Tasha’s Cauldron of Everything has something to say about “peace” being boring. Clerics that worship the short list of peace-oriented gods are not only more than capable of bringing the harm; they are essential members for most parties! Unlike most implementations of a Pacifist class, the Peace Cleric is instead about keeping the party together, as a strong unit, to tackle problems together. So, let’s bring on the togetherness, with our Peace Cleric 5E guide.

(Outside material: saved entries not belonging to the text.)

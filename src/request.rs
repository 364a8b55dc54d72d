use std::time::Duration;

use async_trait::async_trait;
use http::{Method, StatusCode};
use url::Url;

use crate::{Error, Result};

/// A request whose query string already carries every OAuth parameter and
/// the signature. Nothing else needs to be added before sending.
#[derive(Debug, Clone, PartialEq, Eq)]
pub struct SignedRequest {
    method: Method,
    url: Url,
}

impl SignedRequest {
    pub(crate) fn new(method: Method, url: Url) -> Self {
        SignedRequest { method, url }
    }

    pub fn method(&self) -> &Method {
        &self.method
    }

    pub fn url(&self) -> &Url {
        &self.url
    }

    pub fn into_url(self) -> Url {
        self.url
    }
}

/// Status and body of a provider response.
#[derive(Debug, Clone, PartialEq, Eq)]
pub struct TransportResponse {
    pub status: StatusCode,
    pub body: String,
}

impl TransportResponse {
    pub fn new<T: Into<String>>(status: StatusCode, body: T) -> Self {
        TransportResponse {
            status,
            body: body.into(),
        }
    }

    pub fn ok<T: Into<String>>(body: T) -> Self {
        TransportResponse::new(StatusCode::OK, body)
    }
}

/// Sends a [`SignedRequest`] and hands back the raw response.
///
/// Network failures map to [`Error::Transport`]; a non-success status is
/// still a response and is judged by the caller. Timeouts and cancellation
/// belong to the implementation.
#[async_trait]
pub trait Transport: Send + Sync {
    async fn send(&self, request: SignedRequest) -> Result<TransportResponse>;
}

#[async_trait]
impl Transport for reqwest::Client {
    async fn send(&self, request: SignedRequest) -> Result<TransportResponse> {
        let SignedRequest { method, url } = request;
        let resp = reqwest::Client::request(self, method, url).send().await?;
        let status = resp.status();
        let body = resp.text().await?;
        Ok(TransportResponse { status, body })
    }
}

#[async_trait]
impl<T> Transport for std::sync::Arc<T>
where
    T: Transport + ?Sized,
{
    async fn send(&self, request: SignedRequest) -> Result<TransportResponse> {
        (**self).send(request).await
    }
}

const DEFAULT_TIMEOUT: Duration = Duration::from_secs(30);
const DEFAULT_USER_AGENT: &str = concat!(env!("CARGO_PKG_NAME"), "/", env!("CARGO_PKG_VERSION"));

/// Settings for the reqwest client built by [`Client::new`](crate::Client::new).
#[derive(Debug, Clone)]
pub struct ClientConfig {
    /// Applied from connect until the response body has finished.
    pub timeout: Duration,
    pub user_agent: String,
}

impl Default for ClientConfig {
    fn default() -> Self {
        ClientConfig {
            timeout: DEFAULT_TIMEOUT,
            user_agent: DEFAULT_USER_AGENT.to_string(),
        }
    }
}

impl ClientConfig {
    pub fn timeout(self, timeout: Duration) -> Self {
        ClientConfig { timeout, ..self }
    }

    pub fn user_agent<T: Into<String>>(self, user_agent: T) -> Self {
        ClientConfig {
            user_agent: user_agent.into(),
            ..self
        }
    }

    pub fn build(&self) -> Result<reqwest::Client> {
        reqwest::Client::builder()
            .timeout(self.timeout)
            .user_agent(self.user_agent.as_str())
            .build()
            .map_err(Error::from)
    }

    #[cfg(feature = "blocking")]
    pub fn build_blocking(&self) -> Result<reqwest::blocking::Client> {
        reqwest::blocking::Client::builder()
            .timeout(self.timeout)
            .user_agent(self.user_agent.as_str())
            .build()
            .map_err(Error::from)
    }
}
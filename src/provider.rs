use serde::Deserialize;
use url::Url;

use crate::{ConfigError, VerifierPolicy};

/// The four fixed URLs of one OAuth1 provider.
///
/// The token and resource URLs double as signature base URLs, so they must
/// not carry a query string.
#[derive(Debug, Clone, PartialEq, Eq, Deserialize)]
#[serde(try_from = "RawProviderEndpoints")]
pub struct ProviderEndpoints {
    request_token_url: Url,
    authorize_url: Url,
    access_token_url: Url,
    resource_url: Url,
    verifier_policy: VerifierPolicy,
}

#[derive(Deserialize)]
struct RawProviderEndpoints {
    request_token_url: String,
    authorize_url: String,
    access_token_url: String,
    resource_url: String,
    #[serde(default)]
    verifier_policy: VerifierPolicy,
}

impl TryFrom<RawProviderEndpoints> for ProviderEndpoints {
    type Error = ConfigError;

    fn try_from(raw: RawProviderEndpoints) -> Result<Self, Self::Error> {
        Ok(ProviderEndpoints::new(
            &raw.request_token_url,
            &raw.authorize_url,
            &raw.access_token_url,
            &raw.resource_url,
        )?
        .verifier_policy(raw.verifier_policy))
    }
}

fn parse_endpoint(name: &'static str, input: &str, allow_query: bool) -> Result<Url, ConfigError> {
    let url = Url::parse(input).map_err(|e| ConfigError::InvalidUrl(name, e))?;
    if !allow_query && url.query().is_some() {
        return Err(ConfigError::EndpointHasQuery(name));
    }
    Ok(url)
}

impl ProviderEndpoints {
    pub fn new(
        request_token_url: &str,
        authorize_url: &str,
        access_token_url: &str,
        resource_url: &str,
    ) -> Result<Self, ConfigError> {
        Ok(ProviderEndpoints {
            request_token_url: parse_endpoint("request_token_url", request_token_url, false)?,
            authorize_url: parse_endpoint("authorize_url", authorize_url, true)?,
            access_token_url: parse_endpoint("access_token_url", access_token_url, false)?,
            resource_url: parse_endpoint("resource_url", resource_url, false)?,
            verifier_policy: VerifierPolicy::default(),
        })
    }

    /// How `oauth_verifier` values returned by this provider are checked.
    pub fn verifier_policy(self, verifier_policy: VerifierPolicy) -> Self {
        ProviderEndpoints {
            verifier_policy,
            ..self
        }
    }

    pub fn request_token_url(&self) -> &Url {
        &self.request_token_url
    }

    pub fn authorize_url(&self) -> &Url {
        &self.authorize_url
    }

    pub fn access_token_url(&self) -> &Url {
        &self.access_token_url
    }

    pub fn resource_url(&self) -> &Url {
        &self.resource_url
    }

    pub fn policy(&self) -> VerifierPolicy {
        self.verifier_policy
    }
}
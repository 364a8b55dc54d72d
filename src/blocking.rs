//! Blocking counterpart of [`Client`](crate::Client), for callers without an
//! async runtime. Enabled by the `blocking` feature.

use serde::Serialize;
use tracing::debug;
use url::Url;

use crate::exchange::Exchange;
use crate::request::{ClientConfig, SignedRequest, TransportResponse};
use crate::{AccessToken, Credentials, ProviderEndpoints, RequestToken, Result};

/// Sends a [`SignedRequest`] on the calling thread.
pub trait Transport: Send + Sync {
    fn send(&self, request: SignedRequest) -> Result<TransportResponse>;
}

impl Transport for reqwest::blocking::Client {
    fn send(&self, request: SignedRequest) -> Result<TransportResponse> {
        let method = request.method().clone();
        let resp = reqwest::blocking::Client::request(self, method, request.into_url()).send()?;
        let status = resp.status();
        let body = resp.text()?;
        Ok(TransportResponse { status, body })
    }
}

#[derive(Debug, Clone)]
pub struct Client<T = reqwest::blocking::Client> {
    exchange: Exchange,
    transport: T,
}

impl Client<reqwest::blocking::Client> {
    pub fn new(credentials: Credentials, endpoints: ProviderEndpoints) -> Result<Self> {
        Client::with_config(credentials, endpoints, &ClientConfig::default())
    }

    pub fn with_config(
        credentials: Credentials,
        endpoints: ProviderEndpoints,
        config: &ClientConfig,
    ) -> Result<Self> {
        Ok(Client::with_transport(credentials, endpoints, config.build_blocking()?))
    }
}

impl<T> Client<T>
where
    T: Transport,
{
    pub fn with_transport(
        credentials: Credentials,
        endpoints: ProviderEndpoints,
        transport: T,
    ) -> Self {
        Client {
            exchange: Exchange::new(credentials, endpoints),
            transport,
        }
    }

    pub fn request_token(&self, callback_url: &str) -> Result<RequestToken> {
        let req = self.exchange.prepare_request_token(callback_url)?;
        let token = self.exchange.read_request_token(self.transport.send(req)?)?;
        debug!(request_token = %token.token, "obtained request token");
        Ok(token)
    }

    pub fn authorize_url(&self, request_token: &RequestToken) -> Url {
        self.exchange.authorize_url(request_token)
    }

    pub fn access_token(
        &self,
        request_token: &RequestToken,
        verifier: &str,
    ) -> Result<AccessToken> {
        let req = self.exchange.prepare_access_token(request_token, verifier)?;
        let token = self.exchange.read_access_token(self.transport.send(req)?)?;
        debug!("obtained access token");
        Ok(token)
    }

    pub fn request<P>(&self, access_token: &AccessToken, params: &P) -> Result<String>
    where
        P: Serialize + ?Sized,
    {
        let req = self.exchange.prepare_resource_request(access_token, params)?;
        self.exchange.read_resource(self.transport.send(req)?)
    }
}
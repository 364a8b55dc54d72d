//! Links a FatSecret profile from the terminal and prints this month's weights.
//!
//! ```sh
//! FATSECRET_API_CONSUMER_KEY=... FATSECRET_API_CONSUMER_SECRET=... \
//!     RUST_LOG=fatsecret_oauth1=debug cargo run --example fatsecret_link
//! ```

use std::io;

use fatsecret_oauth1::fatsecret::FatSecret;
use tracing_subscriber::EnvFilter;

#[tokio::main]
async fn main() -> Result<(), Box<dyn std::error::Error>> {
    tracing_subscriber::fmt()
        .with_env_filter(EnvFilter::from_default_env())
        .init();

    let api = FatSecret::from_env()?;

    // step 1: out-of-band callback, the provider shows the verifier to the user
    let request_token = api.oauth().request_token("oob").await?;

    // step 2: acquire user pin
    println!("please access to: {}", api.oauth().authorize_url(&request_token));
    println!("input pin: ");
    let mut user_input = String::new();
    io::stdin().read_line(&mut user_input)?;

    // step 3: acquire access token
    let access_token = api.oauth().access_token(&request_token, &user_input).await?;
    println!("linked, access token: {}", access_token.token);

    println!("{}", api.weights_get_month(&access_token).await?);
    Ok(())
}
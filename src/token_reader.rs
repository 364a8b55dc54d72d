use std::collections::HashMap;

use crate::request::TransportResponse;
use crate::{
    ProtocolError, ProtocolResult, OAUTH_CALLBACK_CONFIRMED_KEY, OAUTH_PROBLEM_KEY,
    OAUTH_TOKEN_KEY, OAUTH_TOKEN_SECRET_KEY,
};

/// Represents response of token acquisition.
#[derive(Debug, Clone, PartialEq, Eq)]
pub struct TokenResponse {
    /// OAuth Token
    pub oauth_token: String,
    /// OAuth Token Secret
    pub oauth_token_secret: String,
    /// Other contents
    pub remain: HashMap<String, String>,
}

/// Decodes a form-urlencoded body, keeping the first value of each name.
pub(crate) fn read_form(text: &str) -> ProtocolResult<HashMap<String, String>> {
    let pairs: Vec<(String, String)> = serde_urlencoded::from_str(text)
        .map_err(|e| ProtocolError::MalformedBody(e.to_string()))?;
    let mut form = HashMap::with_capacity(pairs.len());
    for (key, value) in pairs {
        form.entry(key).or_insert(value);
    }
    Ok(form)
}

/// Turns a non-success status into [`ProtocolError::Rejected`], carrying the
/// raw body and the provider's `oauth_problem` when the body has one.
pub(crate) fn check_status(resp: &TransportResponse) -> ProtocolResult<()> {
    if resp.status.is_success() {
        return Ok(());
    }
    let problem = read_form(&resp.body)
        .ok()
        .and_then(|mut form| form.remove(OAUTH_PROBLEM_KEY));
    Err(ProtocolError::Rejected {
        status: resp.status,
        problem,
        body: resp.body.clone(),
    })
}

pub(crate) fn take_field(
    form: &mut HashMap<String, String>,
    key: &'static str,
) -> ProtocolResult<String> {
    match form.remove(key) {
        Some(value) if value.is_empty() => Err(ProtocolError::EmptyField(key)),
        Some(value) => Ok(value),
        None => Err(ProtocolError::TokenKeyNotFound(key)),
    }
}

/// Extracts `oauth_token` and `oauth_token_secret`; both must be present and
/// non-empty.
pub fn read_oauth_token(text: &str) -> ProtocolResult<TokenResponse> {
    let mut destructured = read_form(text)?;
    let oauth_token = take_field(&mut destructured, OAUTH_TOKEN_KEY)?;
    let oauth_token_secret = take_field(&mut destructured, OAUTH_TOKEN_SECRET_KEY)?;
    Ok(TokenResponse {
        oauth_token,
        oauth_token_secret,
        remain: destructured,
    })
}

/// Like [`read_oauth_token`], additionally requiring
/// `oauth_callback_confirmed=true`.
pub fn read_request_token(text: &str) -> ProtocolResult<TokenResponse> {
    let resp = read_oauth_token(text)?;
    match resp.remain.get(OAUTH_CALLBACK_CONFIRMED_KEY) {
        Some(confirmed) if confirmed == "true" => Ok(resp),
        other => Err(ProtocolError::CallbackNotConfirmed(other.cloned())),
    }
}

The Tranquility Bringer: Peace Cleric 5E
To say the Peace Cleric is just an aggressive cleric in disguise would be incorrect. The Peace Cleric brings some options to solve problems without violence through their spells and first class features. However, after that, the Cleric excels in a 10 minute buff that allows the party’s Tank to take the damage when others would get dangerously harmed. The Barbarian is going to be one happy fella with a Peace Cleric at their side, which is pretty ironic!
First, we get a list of spells that the Cleric can use their spell slots to cast all the time.
Heroism is a bit situational, more useful for the Frighten immunity than the temporary hitpoints. Still, if your Fighter is getting hit every turn, getting 3-5 health per turn will keep them alive. Sanctuary tends to be a more useful spell for avoiding damage, but against monsters with high Wisdom saves, it’s kinda worthless. So, both of these spells are fine, though usually situational.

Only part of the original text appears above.